▶

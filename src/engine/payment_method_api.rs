use super::Engine;

use async_trait::async_trait;

use crate::{
    api::PaymentMethodAPI,
    entities::{PaymentMethod, PaymentSheetSetup},
    error::{invalid_identifier_error, missing_input_error, Error},
};

/// Processor object ids look like `pm_1Nq2Xy`.
fn is_object_id(id: &str) -> bool {
    id.chars().all(|c| c.is_ascii_alphanumeric() || c == '_')
}

impl Engine {
    /// Returns the processor customer for `user_id`, creating it on first use.
    #[tracing::instrument(skip(self))]
    async fn customer_for(&self, user_id: &str) -> Result<String, Error> {
        if user_id.trim().is_empty() {
            return Err(missing_input_error("user id"));
        }

        if let Some(customer_id) = self.customers.find_customer(user_id).await? {
            return Ok(customer_id);
        }

        let customer_id = self.processor.create_customer(user_id).await?;
        self.customers.save_customer(user_id, &customer_id).await?;

        tracing::info!(%customer_id, "created processor customer");

        Ok(customer_id)
    }
}

#[async_trait]
impl PaymentMethodAPI for Engine {
    #[tracing::instrument(skip(self))]
    async fn init_payment_sheet(&self, user_id: &str) -> Result<PaymentSheetSetup, Error> {
        let customer_id = self.customer_for(user_id).await?;

        let ephemeral_key = self.processor.create_ephemeral_key(&customer_id).await?;
        let setup_intent_client_secret = self.processor.create_setup_intent(&customer_id).await?;

        Ok(PaymentSheetSetup {
            setup_intent_client_secret,
            ephemeral_key,
            customer_id,
        })
    }

    #[tracing::instrument(skip(self))]
    async fn list_payment_methods(&self, user_id: &str) -> Result<Vec<PaymentMethod>, Error> {
        let customer_id = self.customer_for(user_id).await?;

        self.processor.list_card_payment_methods(&customer_id).await
    }

    #[tracing::instrument(skip(self))]
    async fn remove_payment_method(&self, payment_method_id: &str) -> Result<PaymentMethod, Error> {
        if payment_method_id.trim().is_empty() {
            return Err(missing_input_error("payment method id"));
        }

        if !is_object_id(payment_method_id) {
            return Err(invalid_identifier_error(payment_method_id));
        }

        self.processor.detach_payment_method(payment_method_id).await
    }
}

◀

▸ **Prompt**
Among the entries above, identify all lines with "impl" and copy them.

▸ **Problem solution**
impl Engine {
impl PaymentMethodAPI for Engine {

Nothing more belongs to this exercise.